In 89% of all patients, at least eight biopsies could be obtained. Only six (4%) patients underwent fewer than six biopsies. Representativeness of the biopsies was marked as “unknown” (i.e., sufficient material for analysis, but no signs of therapy response or tumor) in eight (5%) patients. In four of these patients, residual disease was found in the surgical specimen. Another eight patients were found to have insufficient biopsy specimens for a pathological diagnosis, of which two patients had residual disease. Excluding these patients from the analysis, however, would not have resulted in a significantly improved FNR (32% vs 37%).

The ultimate aim of the MICRA trial was to develop an accurate minimally invasive method that would identify pCR in patients with a radiological response and thereby potentially allow omission of surgery of the breast in these patients.

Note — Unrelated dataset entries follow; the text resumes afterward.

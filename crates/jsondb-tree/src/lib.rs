//! Path resolution and mutation over `serde_json::Value` trees.
//!
//! Both directions take already-parsed [`Segment`]s and are pure: no I/O,
//! no shared state. Every failure is the coarse [`InvalidPathError`].
//!
//! # Traversal Rules
//!
//! 1. A key segment only descends into an object; an index segment only
//!    descends into an array, and only to an existing element.
//! 2. Reads never create anything.
//! 3. Writes create missing intermediate objects for key segments, never
//!    array elements, and never replace an existing value that is in the way.
//! 4. The empty path addresses the whole document.

pub mod read;
pub mod write;

pub use jsondb_path::{InvalidPathError, JsonPath, Result, Segment};
pub use read::{read, read_mut};
pub use write::{assign, descend_creating, write};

At the same time, it is important to accurately identify patients who do not achieve pCR, as patients with residual disease after NST have a significantly worse prognosis and may benefit from additional systemic treatment.30,31,32 In addition, although the correlation is strong, pCR of the breast (ypT0) does not entirely exclude the presence of lymph node metastases (ypN +).33 Several studies are currently investiagting the de-escalation of axillary surgery after NST.34,35 If breast surgery after NST in patients with pCR could be omitted in the near future, simulteneous de-escalation of axillary surgery will be essential.

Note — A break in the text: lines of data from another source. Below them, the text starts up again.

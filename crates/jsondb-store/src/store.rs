use std::path::Path;

use serde_json::{Map, Value};
use tracing::debug;

use crate::config::DbConfig;
use crate::error::{StoreError, StoreResult};
use crate::fs::FsStorage;
use crate::traits::DocumentStorage;

/// Document store: binds a [`DocumentStorage`] backend to the path parser and
/// the tree resolver.
///
/// The store holds no document state. Every call reads the file afresh, works
/// on its own private tree, and (for writes) persists the whole document.
/// Concurrent writes to one file race: the last one to persist wins and the
/// others are lost.
#[derive(Debug, Default)]
pub struct JsonDb<S = FsStorage> {
    storage: S,
    config: DbConfig,
}

impl JsonDb<FsStorage> {
    /// A filesystem-backed store with default configuration.
    pub fn new() -> Self {
        Self::with_storage(FsStorage)
    }
}

impl<S: DocumentStorage> JsonDb<S> {
    /// A store over the given backend with default configuration.
    pub fn with_storage(storage: S) -> Self {
        Self {
            storage,
            config: DbConfig::default(),
        }
    }

    /// Replace the configuration.
    pub fn with_config(mut self, config: DbConfig) -> Self {
        self.config = config;
        self
    }

    pub fn config(&self) -> &DbConfig {
        &self.config
    }

    pub fn storage(&self) -> &S {
        &self.storage
    }

    /// Load the whole document.
    pub async fn load(&self, file: impl AsRef<Path>) -> StoreResult<Value> {
        self.load_at(file, "").await
    }

    /// Load the value at `expression` inside the document at `file`.
    ///
    /// The empty expression returns the whole document.
    pub async fn load_at(&self, file: impl AsRef<Path>, expression: &str) -> StoreResult<Value> {
        let file = file.as_ref();
        debug!(file = %file.display(), expression, "load");

        let mut root = self.read_document(file).await?;
        let path = jsondb_path::parse(expression)?;
        let found = jsondb_tree::read_mut(&mut root, path.segments())?;
        Ok(std::mem::take(found))
    }

    /// Returns `true` if `expression` resolves inside the document at `file`.
    ///
    /// A missing file or malformed document is still an error.
    pub async fn exists_at(&self, file: impl AsRef<Path>, expression: &str) -> StoreResult<bool> {
        let root = self.read_document(file.as_ref()).await?;
        let path = jsondb_path::parse(expression)?;
        Ok(jsondb_tree::read(&root, path.segments()).is_ok())
    }

    /// Store `value` at `expression` inside the document at `file`.
    ///
    /// A missing file is treated as `{}`, missing intermediate objects are
    /// created, and the full document is written back.
    pub async fn write_at(
        &self,
        file: impl AsRef<Path>,
        expression: &str,
        value: Value,
    ) -> StoreResult<()> {
        let file = file.as_ref();
        debug!(file = %file.display(), expression, "write");

        let root = match self.read_document(file).await {
            Ok(root) => root,
            Err(err) if err.is_not_found() => {
                debug!(file = %file.display(), "no existing document; starting from {{}}");
                Value::Object(Map::new())
            }
            Err(err) => return Err(err),
        };

        let path = jsondb_path::parse(expression)?;
        let root = jsondb_tree::write(root, path.segments(), value)?;
        let bytes = self.config.encode(&root)?;

        if self.config.create_dirs {
            if let Some(parent) = file.parent().filter(|p| !p.as_os_str().is_empty()) {
                self.storage
                    .create_dir_all(parent)
                    .await
                    .map_err(|source| StoreError::io(parent, source))?;
            }
        }

        self.storage
            .write(file, &bytes)
            .await
            .map_err(|source| StoreError::io(file, source))?;

        debug!(file = %file.display(), len = bytes.len(), "document persisted");
        Ok(())
    }

    async fn read_document(&self, file: &Path) -> StoreResult<Value> {
        let bytes = self
            .storage
            .read(file)
            .await
            .map_err(|source| StoreError::on_read(file, source))?;
        serde_json::from_slice(&bytes).map_err(|source| StoreError::Malformed {
            path: file.to_path_buf(),
            source,
        })
    }
}

/// Load the value at `expression` from a JSON file on disk.
pub async fn load_at(file: impl AsRef<Path>, expression: &str) -> StoreResult<Value> {
    JsonDb::new().load_at(file, expression).await
}

/// Write `value` at `expression` into a JSON file on disk.
pub async fn write_at(file: impl AsRef<Path>, expression: &str, value: Value) -> StoreResult<()> {
    JsonDb::new().write_at(file, expression, value).await
}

The optimal cut-off value for the FNR of biopsies (and type and extent of the errors) identifying pCR for a clinically acceptable recurrence rate, is yet unknown. Investigators from the MDACC have already started a trial (NCT02945579) in which breast surgery is omitted in early stage triple-negative or HER2-positive breast cancer patients who have at least 12 tumor-negative VABs. The primary outcome is 5-year locoregional recurrence-free survival.20

Although the minimally invasive method developed in the MICRA trial may not be used for omission of surgery, the interim results contribute to the development of more accurate methods for detection of pCR in patients with an excellent response on MRI after NST. The risk of sampling errors in patients who are most likely to have limited residual disease after NST may be reduced by obtaining larger, vacuum-assisted biopsies under optimal conditions in the radiology department. The development of non-invasive response prediction models incorporating biomarkers and MRI radiomics using machine-learning, on the other hand, may eventually outperform minimally invasive pCR detection methods. Regardless of the methods used to identify pCR, it will be essential to decide to what extent a possibly increased risk of local recurrence outweighs the benefits of elimination of breast surgery. We will continue to investigate minimally invasive techniques predicting pCR to ultimately achieve an operation-free treatment strategy for patients with pCR after NST.